Ishmael, being of the royal seed of David, sought revolt. Jealousy and pride would drive this man on a killing streak that would shock even the most hardened criminal. His entitlement of royal blood would fuel him to stop at nothing in reversing the absolute humility that came from the Babylonian invasion. Through cunning deception, and under the pretense of friendship, he would go on a treacherous murdering streak killing Gedaliah, the Jews that were with him, the Chaldeans, and the men of war. His ruthlessness was not just contained to this event. Pretending to be in mourning, he went on his next slaughtering expedition killing more, and taking captive the people who survived living in Mizpah.

In this historical political drama of the time, no matter how entitled we think we are to something, it should never rule above the authority of God in our lives. Ishmael is ruled by his own pride. He takes matters into his own hands refusing to trust the plan of God. We may not always understand the plan of God, but we must never fight against it.

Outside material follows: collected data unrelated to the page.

//! JSON output formatter for machine processing
//!
//! This module provides:
//! - JSON serialization of resolution results
//! - Summary counts and availability buckets

use crate::domain::{ArtifactReport, Segment, SkipReason, UpdateResult, UpdateSummary};
use crate::output::{OutputFormatter, Verbosity};
use serde::Serialize;
use std::io::Write;

/// JSON formatter for machine-readable output
pub struct JsonFormatter {
    /// Verbosity level affects detail in output
    verbosity: Verbosity,
}

impl JsonFormatter {
    /// Create a new JSON formatter
    pub fn new(verbosity: Verbosity) -> Self {
        Self { verbosity }
    }
}

/// JSON representation of the full result
#[derive(Serialize)]
struct JsonOutput {
    /// Summary statistics
    summary: JsonSummary,
    /// Per-artifact results
    artifacts: Vec<JsonArtifact>,
}

/// JSON representation of summary statistics
#[derive(Serialize)]
struct JsonSummary {
    /// Total number of updates
    updates: usize,
    /// Total number of skips
    skips: usize,
    /// Availability buckets (only in verbose mode)
    #[serde(skip_serializing_if = "Option::is_none")]
    available: Option<JsonAvailability>,
}

/// JSON representation of the availability buckets
#[derive(Serialize)]
struct JsonAvailability {
    up_to_date: usize,
    subincremental: usize,
    incremental: usize,
    minor: usize,
    major: usize,
}

/// JSON representation of one artifact
#[derive(Serialize)]
struct JsonArtifact {
    /// Artifact name
    name: String,
    /// Declared version
    current: String,
    /// "update" or "skip"
    status: &'static str,
    /// Selected version for updates
    #[serde(skip_serializing_if = "Option::is_none")]
    new_version: Option<String>,
    /// Changed segment for updates
    #[serde(skip_serializing_if = "Option::is_none")]
    segment: Option<Segment>,
    /// Skip reason
    #[serde(skip_serializing_if = "Option::is_none")]
    reason: Option<&'static str>,
    /// Finest segment with any newer version (only in verbose mode)
    #[serde(skip_serializing_if = "Option::is_none")]
    finest_update: Option<Segment>,
}

impl JsonFormatter {
    /// Convert skip reason to string
    fn skip_reason_to_string(reason: &SkipReason) -> &'static str {
        match reason {
            SkipReason::AlreadyLatest => "already_latest",
            SkipReason::NoSuitableVersion => "no_suitable_version",
            SkipReason::NoCandidates => "no_candidates",
        }
    }

    /// Convert an artifact report to JSON representation
    fn artifact_to_json(&self, artifact: &ArtifactReport) -> JsonArtifact {
        let finest_update = if self.verbosity == Verbosity::Verbose {
            artifact.finest_update
        } else {
            None
        };

        match &artifact.result {
            UpdateResult::Update {
                artifact: name,
                current,
                new_version,
                segment,
            } => JsonArtifact {
                name: name.clone(),
                current: current.clone(),
                status: "update",
                new_version: Some(new_version.clone()),
                segment: *segment,
                reason: None,
                finest_update,
            },
            UpdateResult::Skip {
                artifact: name,
                current,
                reason,
            } => JsonArtifact {
                name: name.clone(),
                current: current.clone(),
                status: "skip",
                new_version: None,
                segment: None,
                reason: Some(Self::skip_reason_to_string(reason)),
                finest_update,
            },
        }
    }

    fn summary_to_json(&self, summary: &UpdateSummary) -> JsonSummary {
        let available = (self.verbosity == Verbosity::Verbose).then(|| {
            let totals = summary.totals();
            JsonAvailability {
                up_to_date: totals.up_to_date,
                subincremental: totals.subincremental,
                incremental: totals.incremental,
                minor: totals.minor,
                major: totals.major,
            }
        });

        JsonSummary {
            updates: summary.total_updates(),
            skips: summary.total_skips(),
            available,
        }
    }
}

fn write_json<T: Serialize>(value: &T, writer: &mut dyn Write) -> std::io::Result<()> {
    let json = serde_json::to_string_pretty(value).map_err(std::io::Error::other)?;
    writeln!(writer, "{}", json)
}

impl OutputFormatter for JsonFormatter {
    fn format(&self, summary: &UpdateSummary, writer: &mut dyn Write) -> std::io::Result<()> {
        let artifacts = if self.verbosity == Verbosity::Quiet {
            Vec::new()
        } else {
            summary
                .artifacts
                .iter()
                .map(|a| self.artifact_to_json(a))
                .collect()
        };

        let output = JsonOutput {
            summary: self.summary_to_json(summary),
            artifacts,
        };
        write_json(&output, writer)
    }
}
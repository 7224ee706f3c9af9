//! Core domain models for verup
//!
//! This module contains the fundamental types used throughout the application:
//! - Segment granularities of a version
//! - Update constraint policy bundle
//! - Update decision results
//! - Summary and result structures

mod constraint;
mod segment;
mod summary;
mod update_result;

pub use constraint::UpdateConstraint;
pub use segment::Segment;
pub use summary::{ArtifactReport, SegmentTotals, UpdateSummary};
pub use update_result::{SkipReason, UpdateResult};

Gedaliah will be murdered because he did not believe the warnings of Johanan. Similarly, we too can become indifferent to the warnings the Lord is giving us, and in the end, we can let our guard down to be overtaken in sin and the consequences thereof - captivity. When we find ourselves in these circumstances we may consider returning to that which we have been delivered from. Much like the Israelites, we camp on the border of our own Egypt. When things unexpected happen, or we are thrown by some horrific circumstance, we must continue to maintain our relationship with God, being deeply intimate with Him as we wade into what is unfolding before us.

God is faithful still. He will not allow us to be tempted beyond what we can bare. He will make a way of escape!